NEWS CENTER Maine’s Political Brew: Sunday, March 6, 2022

MAINE, USA — Revenue forecasters say Maine will take in an additional $412 million above earlier projections, on top of the $820 million surpluses already accounted for in the supplemental budget. So Gov. Janet Mills plans to boost the refund checks that would go out by year’s end from $500 to $750.

Ray Richardson thinks this is a “political stunt,” The surplus should be used to cut income tax rates instead. But he said majority Democrats will pass this, and Republicans ought to go along and “give it a 2/3 majority so that it takes effect immediately, and those checks come out in June or July instead of September or October as Gov. Mills would probably most like.”

Ken Altshuler agreed the checks are a “political ploy.” He said, “Republicans will go along with it. It’ll make people like Janet Mills, but I don’t think it’s sound financial strategy.”

In light of the invasion of Ukraine, Sen. Susan Collins, R-Maine, and Sen. Angus King (I-Maine) back a bipartisan bill to ban Russian energy imports, which is likely to have an impact on gas and oil prices.

Altshuler said, “You have to do it, from a moral and practical point of view, no matter the cost.”

“We are helping fund Putin’s aggression in Ukraine,” Richardson said. “And it’s just intolerable.” 

Richardson said he thinks the ban should be accompanied by an order from President Joe Biden to increase domestic oil production. He said because oil prices are based on futures contracts, “If the president were to say we’re going to turn the spigot back on in America, you would see the price of oil drop immediately. That would be a big thing for the American people.”

In a court filing last week, the House Committee investigating the 2021 assault on the U.S. Capitol argued former President Donald Trump was involved in a “criminal conspiracy” to overturn the 2020 election, including preventing Congress from certifying electoral votes.

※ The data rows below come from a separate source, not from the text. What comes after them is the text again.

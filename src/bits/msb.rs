// MSB-first bit reader.
//
// Bits come out starting from the most significant unconsumed bit. The
// register is refilled one byte at a time and only as far as the current
// request needs, so the byte count reported by `bytes_consumed` is exact.

use super::cursor::ByteCursor;
use crate::error::Result;

/// Widest field a single `read_bits` call may request.
pub const MAX_READ_BITS: u32 = 32;

#[derive(Debug, Clone)]
pub struct MsbBitReader<'a> {
    cursor: ByteCursor<'a>,
    /// Only the low `valid` bits are meaningful.
    reg: u64,
    valid: u32,
}

impl<'a> MsbBitReader<'a> {
    pub fn new(data: &'a [u8]) -> Self {
        Self::from_cursor(ByteCursor::new(data))
    }

    pub fn from_cursor(cursor: ByteCursor<'a>) -> Self {
        Self {
            cursor,
            reg: 0,
            valid: 0,
        }
    }

    /// Read `n` bits (1..=32) as an unsigned value.
    pub fn read_bits(&mut self, n: u32) -> Result<u32> {
        debug_assert!((1..=MAX_READ_BITS).contains(&n));
        while self.valid < n {
            let byte = self.cursor.read_u8()?;
            self.reg = (self.reg << 8) | u64::from(byte);
            self.valid += 8;
        }
        self.valid -= n;
        let value = (self.reg >> self.valid) & ((1u64 << n) - 1);
        self.reg &= (1u64 << self.valid) - 1;
        Ok(value as u32)
    }

    #[inline]
    pub fn read_bit(&mut self) -> Result<bool> {
        Ok(self.read_bits(1)? != 0)
    }

    /// Whole bytes pulled from the input so far.
    pub fn bytes_consumed(&self) -> usize {
        self.cursor.position()
    }

    /// Bits buffered but not yet returned.
    pub fn bits_buffered(&self) -> u32 {
        self.valid
    }
}
// Self-referential expansion ("SLWM") into a growable buffer.
//
// Flags are 16-bit little-endian words consumed from bit 0; the next word is
// loaded only when a flag is needed, and data bytes are read from the same
// stream in between.
//
//   1                   literal byte
//   0 0 a b <byte>      run: count = 2a + b, start = 0x100 - byte
//   0 1 <lo> <hi>       run: start = 0x1000 - (lo | (hi & 0xF0) << 4),
//                       count = hi & 0x0F; count 0 reads an extension byte,
//                       where 0 marks the end of the stream
//
// A run copies `count + 2` bytes from `output[len - start]` onwards, one
// byte at a time. With no declared size the output grows until the end
// marker; with one, reaching it stops decoding.

use super::{Ending, Fill, reserve_hint, settle};
use crate::bits::{ByteCursor, FlagOrder, FlagReader, FlagUnit};
use crate::error::Result;
use crate::window::copy_back_vec;

pub fn decode(input: &[u8], expected: Option<usize>) -> Result<Fill> {
    let mut out = Vec::new();
    let ending = decode_into(input, expected, &mut out)?;
    Ok(ending.into_fill(out, expected))
}

/// Decode into `out`, replacing its contents. On error `out` holds the bytes
/// expanded so far.
pub fn decode_into(input: &[u8], expected: Option<usize>, out: &mut Vec<u8>) -> Result<Ending> {
    out.clear();
    out.reserve(reserve_hint(expected, input.len()));
    let mut flags = FlagReader::new(ByteCursor::new(input), FlagUnit::U16Le, FlagOrder::LowFirst);
    let outcome = expand(&mut flags, out, expected);
    settle(outcome, out.len(), expected)
}

fn expand(flags: &mut FlagReader<'_>, out: &mut Vec<u8>, expected: Option<usize>) -> Result<()> {
    let room = |out: &Vec<u8>| expected.map_or(usize::MAX, |size| size.saturating_sub(out.len()));

    while room(out) > 0 {
        if flags.bit()? {
            out.push(flags.byte()?);
            continue;
        }

        let (start, count) = if !flags.bit()? {
            let count = flags.bits(2)? as usize;
            let start = 0x100 - usize::from(flags.byte()?);
            (start, count)
        } else {
            let lo = usize::from(flags.byte()?);
            let hi = usize::from(flags.byte()?);
            let start = 0x1000 - (lo | (hi & 0xF0) << 4);
            let mut count = hi & 0x0F;
            if count == 0 {
                count = usize::from(flags.byte()?);
                if count == 0 {
                    break;
                }
            }
            (start, count)
        };

        let len = (count + 2).min(room(out));
        copy_back_vec(out, 0, start, len, None)?;
    }
    Ok(())
}
// Output windows with bounds-checked literal and back-reference writes.
//
// Back-references are always copied one byte at a time, front to back, so a
// distance shorter than the length replicates the bytes written earlier in
// the same copy (the classic LZ77 run idiom). A bulk memmove would not.

use crate::error::{DecodeError, Result};

// ---------------------------------------------------------------------------
// Fixed-size output
// ---------------------------------------------------------------------------

/// Forward writer over a pre-sized output buffer.
pub struct FixedWindow<'a> {
    buf: &'a mut [u8],
    pos: usize,
}

impl<'a> FixedWindow<'a> {
    pub fn new(buf: &'a mut [u8]) -> Self {
        Self { buf, pos: 0 }
    }

    #[inline]
    pub fn pos(&self) -> usize {
        self.pos
    }

    #[inline]
    pub fn len(&self) -> usize {
        self.buf.len()
    }

    #[inline]
    pub fn is_empty(&self) -> bool {
        self.buf.is_empty()
    }

    #[inline]
    pub fn is_full(&self) -> bool {
        self.pos >= self.buf.len()
    }

    #[inline]
    pub fn remaining(&self) -> usize {
        self.buf.len() - self.pos
    }

    #[inline]
    pub fn push(&mut self, byte: u8) -> Result<()> {
        if self.pos >= self.buf.len() {
            return Err(DecodeError::OutputOverflow {
                limit: self.buf.len(),
            });
        }
        self.buf[self.pos] = byte;
        self.pos += 1;
        Ok(())
    }

    /// Copy `len` bytes starting `distance` bytes behind the write position.
    pub fn copy_back(&mut self, distance: usize, len: usize) -> Result<()> {
        if distance == 0 || distance > self.pos {
            return Err(DecodeError::SourceOutOfBounds {
                position: self.pos,
                distance: -(distance as isize),
            });
        }
        if len > self.remaining() {
            return Err(DecodeError::OutputOverflow {
                limit: self.buf.len(),
            });
        }
        for _ in 0..len {
            self.buf[self.pos] = self.buf[self.pos - distance];
            self.pos += 1;
        }
        Ok(())
    }
}

// ---------------------------------------------------------------------------
// Growable output
// ---------------------------------------------------------------------------

/// Append `len` bytes copied from `distance` bytes before the end of `out`.
///
/// `base` is the index where this decode started writing; references into
/// bytes before it are rejected. `limit` caps the total bytes written since
/// `base`.
pub fn copy_back_vec(
    out: &mut Vec<u8>,
    base: usize,
    distance: usize,
    len: usize,
    limit: Option<usize>,
) -> Result<()> {
    let pos = out.len() - base;
    if distance == 0 || distance > pos {
        return Err(DecodeError::SourceOutOfBounds {
            position: pos,
            distance: -(distance as isize),
        });
    }
    if let Some(limit) = limit
        && pos + len > limit
    {
        return Err(DecodeError::OutputOverflow { limit });
    }
    out.reserve(len);
    for _ in 0..len {
        let b = out[out.len() - distance];
        out.push(b);
    }
    Ok(())
}

/// Append one byte, honouring the optional size cap.
#[inline]
pub fn push_vec(out: &mut Vec<u8>, base: usize, byte: u8, limit: Option<usize>) -> Result<()> {
    if let Some(limit) = limit
        && out.len() - base >= limit
    {
        return Err(DecodeError::OutputOverflow { limit });
    }
    out.push(byte);
    Ok(())
}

Altshuler believes Trump “materially participated in a strategy to defraud the American public into believing that the election was fraudulent, which it was not.” He hopes this might encourage some more Republicans to reject the notion of a stolen election. But he added, “Will anything come of it? Are they going to indict the president of the United States? I have my doubts about that.”

Richardson said he has never accepted the “stolen election” argument because there is no evidence that would stand up in court. And he believes an investigation of Jan. 6 was needed but that the wrong people are conducting it because he feels the House committee is made up of “Trump haters.”

Richardson added, “I think this committee is a witch hunt, and they had a conclusion, and they were just trying to find some documents to back it up.”

Our analysts also discussed the dangers posed by Vladimir Putin, including cyber-warfare threats, the confirmation process for Supreme Court nominee Katanji Brown Jackson, and a U.S. Senate resolution to block the COVID vaccine mandate for health care workers, a move backed by Collins and rejected by King.

Political Brew airs Sundays on NEWS CENTER Maine’s Weekend Morning Report.